In der Hosentasche eines Knaben finden sich allerlei Habseligkeiten: Bunte Steine, farbige Glasscherben, irgendein Rädchen oder andere «wichtige» Bestandteile. Für ihn sind es kostbare Schätze; für uns Erwachsene aber wertloses Zeug, das wir jetzt belächeln. Denn der erwachsene Mensch ist anspruchsvoller geworden. Er trägt in seiner «Tasche» viel grössere Dinge herum, Dinge, die ihn viel Geld und Mühe gekostet haben und vielleicht erst nach Jahren harter Arbeit sein Eigentum geworden sind. Es mögen materielle, geistige oder kulturelle Güter sein.
Wenn aber ein Mensch eine Begegnung hat mit Christus, so wird er seine «Tasche» noch einmal ausräumen. Paulus wenigstens hat es gründlich getan.
Bis zu seiner Damaskus-Stunde hatte er Vertrauen auf Fleisch. Er war «beschnitten am achten Tag, vom Geschlecht Israel, vom Stamm Benjamin, Hebräer von Hebräern; was das Gesetz betrifft, ein Pharisäer; was den Eifer betrifft, ein Verfolger der Versammlung; was die Gerechtigkeit betrifft, die im Gesetz ist, für untadelig befunden» (Phil 3,5.6). Dieses alles war ihm bis dahin als «Gewinn» vorgekommen.
Aber dann begegnete ihm der verherrlichte Christus, dessen Licht den Glanz der Sonne übertraf. Und da erlebte er eine radikale Umkehr. Er erkannte in Christus einen Gegenstand, grösser und schöner und herrlicher als das Beste, was er bisher erworben hatte.
Und was war die Folge? Was irgend ihm Gewinn war, das hat er um Christi willen für Verlust geachtet (Vers 7). Mit anderen Worten: Er räumte seine Tasche aus. Denn alles, was ihn hindern wollte, Christus aufzunehmen, hätte ihm Verlust des weitaus Besseren und Vortrefflicheren eingebracht. Sein Herz und sein Leben sollten fortan Christus gehören.
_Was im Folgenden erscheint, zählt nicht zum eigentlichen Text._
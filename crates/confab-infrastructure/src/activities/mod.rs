//! Concrete domain tool implementations.
//!
//! # Module Structure
//!
//! - `beneficiaries`: in-memory beneficiary registry
//! - `investments`: in-memory investment ledger
//!
//! `DeskActivities` bundles both behind the `ActivityGateway` contract.

mod beneficiaries;
mod investments;

use async_trait::async_trait;
use beneficiaries::BeneficiaryBook;
use confab_core::activity::{
    ActivityGateway, ActivityResult, AddBeneficiaryRequest, Beneficiary, CloseInvestmentRequest,
    DeleteBeneficiaryRequest, Investment, OpenInvestmentRequest,
};
use investments::InvestmentLedger;

/// The wealth-desk tool set: beneficiary and investment operations over
/// in-memory state.
#[derive(Default)]
pub struct DeskActivities {
    beneficiaries: BeneficiaryBook,
    investments: InvestmentLedger,
}

impl DeskActivities {
    pub fn new() -> Self {
        Self::default()
    }
}

#[async_trait]
impl ActivityGateway for DeskActivities {
    async fn list_beneficiaries(&self) -> ActivityResult<Vec<Beneficiary>> {
        self.beneficiaries.list().await
    }

    async fn add_beneficiary(
        &self,
        request: AddBeneficiaryRequest,
    ) -> ActivityResult<Beneficiary> {
        self.beneficiaries.add(request).await
    }

    async fn delete_beneficiary(&self, request: DeleteBeneficiaryRequest) -> ActivityResult<()> {
        self.beneficiaries.delete(request).await
    }

    async fn list_investments(&self) -> ActivityResult<Vec<Investment>> {
        self.investments.list().await
    }

    async fn open_investment(&self, request: OpenInvestmentRequest) -> ActivityResult<Investment> {
        self.investments.open(request).await
    }

    async fn close_investment(
        &self,
        request: CloseInvestmentRequest,
    ) -> ActivityResult<Investment> {
        self.investments.close(request).await
    }
}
Zwischen der Bekehrung des Paulus und seiner Niederschrift des Philipperbriefes waren viele Jahre vergangen, Jahre unermüdlichen, hingebungsvollen Wirkens im Dienst seines Herrn. Und noch immer hatte er dasselbe Ziel vor Augen: Christus in der Herrlichkeit. Noch immer wollte er in seinem Herzen nur den einen Gegenstand haben: Christus. Vers 8 ist die Sprache des betagten Apostels in der ersten Gefangenschaft in Rom: «Ja wahrlich, ich achte auch alles für Verlust wegen der Vortrefflichkeit der Erkenntnis Christi Jesu, meines Herrn, um dessentwillen ich alles eingebüßt habe und es für Dreck achte, damit ich Christus gewinne.»
So war also das ganze Leben des Apostels seit seiner Bekehrung ein Dauerlauf hin zu diesem einen Ziel: Christus in der Herrlichkeit. Täglich war es sein ganzes Trachten, Christus so viel als möglich zu gewinnen, Ihn zu geniessen, Ihn zu besitzen, seinen Weg zu gehen, Ihn nachzuahmen, Ihm zu dienen, bis er dann, am himmlischen Ziel angelangt, ausrufen würde: «So, nun habe ich Christus ganz gewonnen!»
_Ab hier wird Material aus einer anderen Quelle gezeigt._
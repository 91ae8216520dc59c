use std::path::PathBuf;
use std::sync::Arc;

use anyhow::Result;
use clap::Parser;
use colored::Colorize;
use rustyline::DefaultEditor;
use tracing_subscriber::EnvFilter;

use confab_application::{SupervisorClient, latest_text_response};
use confab_core::config::SupervisorConfig;
use confab_core::session::ChatTurn;
use confab_infrastructure::activities::DeskActivities;
use confab_infrastructure::blob::FsBlobStore;
use confab_infrastructure::responder::DeskResponder;
use confab_infrastructure::runtime::LocalSubstrate;

/// Words that end the conversation. Matched exactly (case-insensitive)
/// against the whole trimmed line, so "quit smoking advice" is still a
/// normal message.
const EXIT_WORDS: [&str; 3] = ["exit", "end", "quit"];

#[derive(Parser)]
#[command(name = "confab")]
#[command(about = "Confab - durable conversation session client", long_about = None)]
struct Cli {
    /// Stable conversation identity to attach to or start.
    #[arg(default_value = "abc123")]
    conversation_id: String,

    /// Directory for large-payload blobs (defaults to the platform data dir).
    #[arg(long)]
    data_dir: Option<PathBuf>,

    /// Path to a TOML config file.
    #[arg(long)]
    config: Option<PathBuf>,
}

fn print_turns(turns: &[ChatTurn]) {
    for turn in turns {
        println!("{}", format!("> {}", turn.user_input).green());
        for line in turn.text_response.lines() {
            println!("{}", line.bright_blue());
        }
    }
}

#[tokio::main]
async fn main() -> Result<()> {
    tracing_subscriber::fmt()
        .with_env_filter(EnvFilter::from_default_env())
        .init();

    let cli = Cli::parse();

    let config = match &cli.config {
        Some(path) => SupervisorConfig::load(path)?,
        None => SupervisorConfig::default(),
    };

    // ===== Backend Initialization =====
    let store = match cli.data_dir.as_ref().or(config.blob_dir.as_ref()) {
        Some(dir) => Arc::new(FsBlobStore::new(dir).await?),
        None => Arc::new(FsBlobStore::default_location().await?),
    };
    let gateway = Arc::new(DeskActivities::new());
    let responder = Arc::new(DeskResponder::new(gateway, config.activity_retry.clone()));
    let substrate = Arc::new(LocalSubstrate::new(config.clone(), responder, store));
    let _worker = substrate.start_worker();
    let client = SupervisorClient::new(substrate, config);

    // Attach to the open conversation, or start a fresh one.
    let (handle, history) = client.attach_or_start(&cli.conversation_id).await?;
    tracing::info!(
        conversation_id = %handle.identity,
        run_id = %handle.run_id,
        turns = history.len(),
        "attached to session"
    );
    let mut chat_length = history.len();

    // ===== REPL Setup =====
    let mut rl = DefaultEditor::new()?;

    println!(
        "{}",
        "Welcome to ABC Wealth Management. How can I help you?"
            .bright_magenta()
            .bold()
    );
    if !history.is_empty() {
        println!("{}", "-- resuming conversation --".bright_black());
        print_turns(&history);
    }
    println!();

    // ===== Main REPL Loop =====
    loop {
        let readline = rl.readline(">> ");

        match readline {
            Ok(line) => {
                let trimmed = line.trim();

                if trimmed.is_empty() {
                    continue;
                }

                if EXIT_WORDS.iter().any(|word| trimmed.eq_ignore_ascii_case(word)) {
                    client.end_chat(&cli.conversation_id).await?;
                    println!("{}", "Goodbye!".bright_green());
                    break;
                }

                let _ = rl.add_history_entry(&line);

                match client
                    .send_message(&cli.conversation_id, trimmed, Some(chat_length))
                    .await
                {
                    Ok(turns) => {
                        chat_length += turns.len();
                        if let Some(text) = latest_text_response(&turns) {
                            for line in text.lines() {
                                println!("{}", line.bright_blue());
                            }
                        }
                    }
                    Err(err) if err.is_stale() => {
                        println!("{}", "** Stale conversation. Reloading..".yellow());
                        let history = client.get_chat_history(&cli.conversation_id).await?;
                        chat_length = history.len();
                        print_turns(&history);
                    }
                    Err(err) if err.is_worker_unavailable() => {
                        eprintln!("{}", format!("Worker unavailable: {}", err).red());
                    }
                    Err(err) => {
                        eprintln!("{}", format!("Error: {}", err).red());
                    }
                }
            }
            Err(rustyline::error::ReadlineError::Interrupted) => {
                println!("{}", "CTRL-C detected. Type 'quit' to exit.".yellow());
            }
            Err(rustyline::error::ReadlineError::Eof) => {
                println!("{}", "CTRL-D detected. Exiting...".bright_green());
                client.end_chat(&cli.conversation_id).await?;
                break;
            }
            Err(err) => {
                eprintln!("{}", format!("Error: {:?}", err).red());
                break;
            }
        }
    }

    Ok(())
}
Paulus hat dabei «alles eingebüßt», alles, was sein früheres Leben ausgemacht hatte, und alles, was man in dieser Welt finden kann. Aber was tat es? Christus hat ja keinen Raum gefunden in der Welt, und Er ist jetzt droben. Was sollte der, der nach Christus trachtet, noch in der Welt suchen?
Wer so lebt, lebt grundsätzlich «vollkommen» (Vers 15). Das Leben des Apostels trägt die Wesenszüge des wahren christlichen Lebens in der Kraft und Energie des Heiligen Geistes. Darum ruft er uns zu: «Seid zusammen meine Nachahmer, Brüder, und seht hin auf die, die so wandeln, wie ihr uns zum Vorbild habt» (Vers 17).
Diese Aufforderung richtet sich also auch an uns. Auch ich soll auf derselben Bahn und in derselben Weise dem gleichen herrlichen Ziel nachjagen und fortwährend Christus für mein Herz und mein Leben zu gewinnen suchen. Wer kann die Glückseligkeit beschreiben, die ein Herz empfindet, das von Christus erfüllt ist und erfüllt bleibt? Aber diese Glückseligkeit kann schon in der nächsten Stunde schwinden, und die «Tasche» sich wieder mit anderen Dingen füllen, wenn ich im Nachjagen lässig werde.